Representative examples of transient DA oxidation signals elicited by MFB stimulation and in vitro DA application. The horizontal bar indicates the onset of 2 s bath DA application and stimulation. Scale bars indicate 1 nA (vertical) and 1 s (horizontal). Inset: background subtracted cyclic voltammograms obtained at the peak of the response.

The data were monitored for DA peaks during the CS periods in the last four trials of conditioning and extinction since rat performance was highest and lowest during these phases, respectively. Only the first three trials of the reinstatement phase were monitored since reinstatement performance was significantly higher than extinction performance only in these trials.
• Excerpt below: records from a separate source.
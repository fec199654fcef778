use async_trait::async_trait;
use fractic_server_error::ServerError;

use crate::{
    data::repositories::report_repository_impl::ReportRepositoryImpl,
    domain::{
        logic::{
            report_table::ReportTable,
            row_mapper::{income_statement_columns, income_statement_rows},
        },
        repositories::report_repository::ReportRepository,
    },
    entities::IncomeStatement,
};

#[async_trait]
pub trait LoadReportUsecase: Send + Sync {
    async fn from_string(&self, json: &str)
        -> Result<(IncomeStatement, ReportTable), ServerError>;

    async fn from_file<P>(&self, path: P) -> Result<(IncomeStatement, ReportTable), ServerError>
    where
        P: AsRef<std::path::Path> + Send;
}

pub(crate) struct LoadReportUsecaseImpl<
    R1 = ReportRepositoryImpl, // Default.
> where
    R1: ReportRepository,
{
    report_repository: R1,
}

#[async_trait]
impl<R1> LoadReportUsecase for LoadReportUsecaseImpl<R1>
where
    R1: ReportRepository,
{
    async fn from_string(
        &self,
        json: &str,
    ) -> Result<(IncomeStatement, ReportTable), ServerError> {
        let statement = self.report_repository.income_statement_from_string(json)?;
        let table = build_table(&statement)?;
        Ok((statement, table))
    }

    async fn from_file<P>(&self, path: P) -> Result<(IncomeStatement, ReportTable), ServerError>
    where
        P: AsRef<std::path::Path> + Send,
    {
        let statement = self
            .report_repository
            .income_statement_from_file(path)
            .await?;
        let table = build_table(&statement)?;
        Ok((statement, table))
    }
}

impl LoadReportUsecaseImpl {
    pub(crate) fn new() -> Self {
        LoadReportUsecaseImpl {
            report_repository: ReportRepositoryImpl::new(),
        }
    }
}

fn build_table(statement: &IncomeStatement) -> Result<ReportTable, ServerError> {
    let table = ReportTable::new(
        income_statement_columns(statement),
        income_statement_rows(statement),
    )?;
    tracing::debug!(
        columns = table.columns().len(),
        expandable = table.expandable_keys().len(),
        "built income statement table"
    );
    Ok(table)
}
DA Signals during Acquisition of the CS

The left side of Figure 4 shows representative DA peak amplitudes from one rat during the conditioning, extinction, and reinstatement phases in the top, middle and bottom panels, respectively. Three of the four animals showed these responses. One rat failed to show significant DA peaks during conditioning trials despite behavioral evidence of learning, but DA peaks appeared during reinstatement (see below), indicating that DA was detectable in this animal.

Fig. 4.

Fig. 4

DA transients recorded during the 10 s CS and 10 s pre-CS periods during the acquisition, extinction, and reinstatement trials for Rats 4 and 2 in the left and right columns, respectively. DA transients, indicated by asterisks, were confirmed by corresponding background subtracted voltammograms shown in the left-most and right-most columns for Rats 4 and 2, respectively. Arrows indicate the onset of the 10 s tone period. Only first-peak voltammograms are presented.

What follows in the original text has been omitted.